Le centre-droit a présenté ses trois candidats officiels mardi (25 janvier) : l’ancienne ministre de l’éducation Letizia Moratti, l’ancien magistrat Carlo Nordio et l’ancien président de la Chambre des députés Marcello Pera.
Comme on pouvait s’y attendre, l’autre camp n’a pas accepté ces noms, estimant qu’ils n’étaient pas assez forts pour être président.
Jeudi (27 janvier), les nouveaux noms sur la table étaient ceux du politicien centriste et ancien président de la Chambre des députés Pier Ferdinando Casini et du professeur de 86 ans et ancien juge à la Cour constitutionnelle Sabino Cassese.

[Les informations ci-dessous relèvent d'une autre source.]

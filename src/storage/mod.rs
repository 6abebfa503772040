pub mod container;
pub mod engine;
pub mod ring;
pub mod video;

pub use container::{SessionContainer, SessionMetadata, VideoIndexRow};
pub use engine::{DrainReport, StorageEngine, StorageEvent, StorageHandle, StreamSink};
pub use ring::{RingProbe, RingReader, RingWriter, SampleRing};
pub use video::SidecarWriter;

Ces noms ont également été rejetés dans l’après-midi, ainsi que ceux de l’actuelle et de l’ancien chef des services secrets, Elisabetta Belloni et Giampiero Massolo.

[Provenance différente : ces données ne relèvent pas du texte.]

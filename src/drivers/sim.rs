use std::f64::consts::PI;
use std::time::Duration;

use anyhow::{anyhow, bail, Result};
use async_trait::async_trait;
use serde_json::Value;
use tokio::sync::broadcast;
use tokio::time::{interval, Interval, MissedTickBehavior};

use crate::core::{Payload, StreamSpec};
use crate::keyboard::KeyEvent;

use super::{DriverContext, SensorDriver, SensorReading, SensorSource};

#[derive(Debug, Clone, Copy, PartialEq, Eq)]
enum SourceState {
    Unopened,
    Opened,
    Running,
    Stopped,
    Closed,
}

fn paced_interval(rate_hz: f64) -> Interval {
    let mut ticker = interval(Duration::from_secs_f64(1.0 / rate_hz));
    ticker.set_missed_tick_behavior(MissedTickBehavior::Burst);
    ticker
}

/// Fixed-rate inertial source producing a deterministic sinusoid per
/// channel. Stands in for an IMU suit SDK.
pub struct SimImuSource {
    spec: StreamSpec,
    state: SourceState,
    ticker: Option<Interval>,
    sample_no: u64,
    fail_open: bool,
}

#[async_trait]
impl SensorSource for SimImuSource {
    async fn open(&mut self) -> Result<()> {
        if self.state != SourceState::Unopened {
            bail!("cannot open source in state {:?}", self.state);
        }
        if self.fail_open {
            bail!("simulated device refused to open");
        }
        self.state = SourceState::Opened;
        Ok(())
    }

    async fn self_test(&mut self) -> Result<()> {
        if self.state != SourceState::Opened {
            bail!("self-test requires an opened source");
        }
        Ok(())
    }

    async fn start(&mut self) -> Result<()> {
        if self.state != SourceState::Opened && self.state != SourceState::Stopped {
            bail!("cannot start source in state {:?}", self.state);
        }
        self.ticker = Some(paced_interval(self.spec.nominal_rate_hz));
        self.state = SourceState::Running;
        Ok(())
    }

    async fn read(&mut self) -> Result<Option<SensorReading>> {
        if self.state != SourceState::Running {
            return Ok(None);
        }
        let ticker = self.ticker.as_mut().ok_or_else(|| anyhow!("source not started"))?;
        ticker.tick().await;

        let row_len = self.spec.schema.row_len().max(1);
        let phase = self.sample_no as f64 / self.spec.nominal_rate_hz;
        let values: Vec<f64> = (0..row_len)
            .map(|ch| (2.0 * PI * (ch as f64 + 1.0) * phase).sin())
            .collect();
        let device_ts = (self.sample_no as f64 * 1e9 / self.spec.nominal_rate_hz) as i64;
        self.sample_no += 1;
        Ok(Some(SensorReading::single(
            self.spec.stream_id.clone(),
            Some(device_ts),
            Payload::Tabular(values),
        )))
    }

    async fn stop(&mut self) -> Result<()> {
        if self.state == SourceState::Running {
            self.state = SourceState::Stopped;
            self.ticker = None;
        }
        Ok(())
    }

    async fn close(&mut self) -> Result<()> {
        self.stop().await?;
        self.state = SourceState::Closed;
        Ok(())
    }
}

pub struct SimImuDriver;

impl SensorDriver for SimImuDriver {
    fn driver_id(&self) -> &str {
        "sim-imu"
    }

    fn create_source(
        &self,
        streams: &[StreamSpec],
        params: &Value,
        _ctx: &DriverContext,
    ) -> Result<Box<dyn SensorSource>> {
        let spec = streams
            .first()
            .ok_or_else(|| anyhow!("sim-imu needs one stream"))?
            .clone();
        Ok(Box::new(SimImuSource {
            spec,
            state: SourceState::Unopened,
            ticker: None,
            sample_no: 0,
            fail_open: params["fail_open"].as_bool().unwrap_or(false),
        }))
    }
}

/// Fixed-FPS opaque-frame source. Stands in for a camera SDK; frame
/// content is a deterministic byte pattern of the configured size.
pub struct SimCameraSource {
    spec: StreamSpec,
    frame_bytes: usize,
    state: SourceState,
    ticker: Option<Interval>,
    frame_no: u64,
}

#[async_trait]
impl SensorSource for SimCameraSource {
    async fn open(&mut self) -> Result<()> {
        if self.state != SourceState::Unopened {
            bail!("cannot open source in state {:?}", self.state);
        }
        self.state = SourceState::Opened;
        Ok(())
    }

    async fn start(&mut self) -> Result<()> {
        if self.state != SourceState::Opened && self.state != SourceState::Stopped {
            bail!("cannot start source in state {:?}", self.state);
        }
        self.ticker = Some(paced_interval(self.spec.nominal_rate_hz));
        self.state = SourceState::Running;
        Ok(())
    }

    async fn read(&mut self) -> Result<Option<SensorReading>> {
        if self.state != SourceState::Running {
            return Ok(None);
        }
        let ticker = self.ticker.as_mut().ok_or_else(|| anyhow!("source not started"))?;
        ticker.tick().await;

        let fill = (self.frame_no % 251) as u8;
        let frame = vec![fill; self.frame_bytes];
        let device_pts = (self.frame_no as f64 * 1e9 / self.spec.nominal_rate_hz) as i64;
        self.frame_no += 1;
        Ok(Some(SensorReading::single(
            self.spec.stream_id.clone(),
            Some(device_pts),
            Payload::Frame(frame),
        )))
    }

    async fn stop(&mut self) -> Result<()> {
        if self.state == SourceState::Running {
            self.state = SourceState::Stopped;
            self.ticker = None;
        }
        Ok(())
    }

    async fn close(&mut self) -> Result<()> {
        self.stop().await?;
        self.state = SourceState::Closed;
        Ok(())
    }
}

Pendant plusieurs jours, la coalition de centre-droit a insisté sur le fait qu’elle gardait secrètes ses meilleures cartes afin de les jouer au bon moment pour mettre fin à la confrontation politique.
Beaucoup ont pensé que Franco Frattini, ancien ministre des Affaires étrangères et actuel président du Conseil d’État, aurait pu être l’une de ces cartes et, en effet, son nom a été proposé par Mateo Salvini jeudi (27 janvier) dans la soirée. Cependant, sa candidature a été reçue par Enrico Letta, du PD, comme une provocation après que la presse italienne ait souligné ses positions pro-russes lorsqu’il était ministre.
Retour à la case départ
Les négociations sont maintenant de retour à la case départ, les deux scénarios initiaux semblant plus probables à moins qu’un accord entre les partis puisse être trouvé.
Le premier prévoit la réélection de Sergio Mattarella, l’actuel chef de l’État, qui a déjà exprimé le souhait de ne pas être réélu et de se retirer de la vie publique.
Ce scénario reproduira ce qui s’est déjà produit en 2013, avec la réélection temporaire de Giorgio Napolitano, qui a démissionné deux ans plus tard, illustrant une nouvelle fois l’échec du système politique italien.
L’autre option consiste en un scénario complexe dans lequel Mario Draghi, actuel premier ministre italien et ancien président de la Banque centrale européenne, serait déplacé au palais du Quirinal. Cette éventualité pourrait déclencher des élections anticipées.
Quelle que soit la manière dont elle se termine, l’élection présidentielle divisée affectera considérablement le gouvernement de M. Draghi, car les partis au pouvoir semblent désormais extrêmement divisés.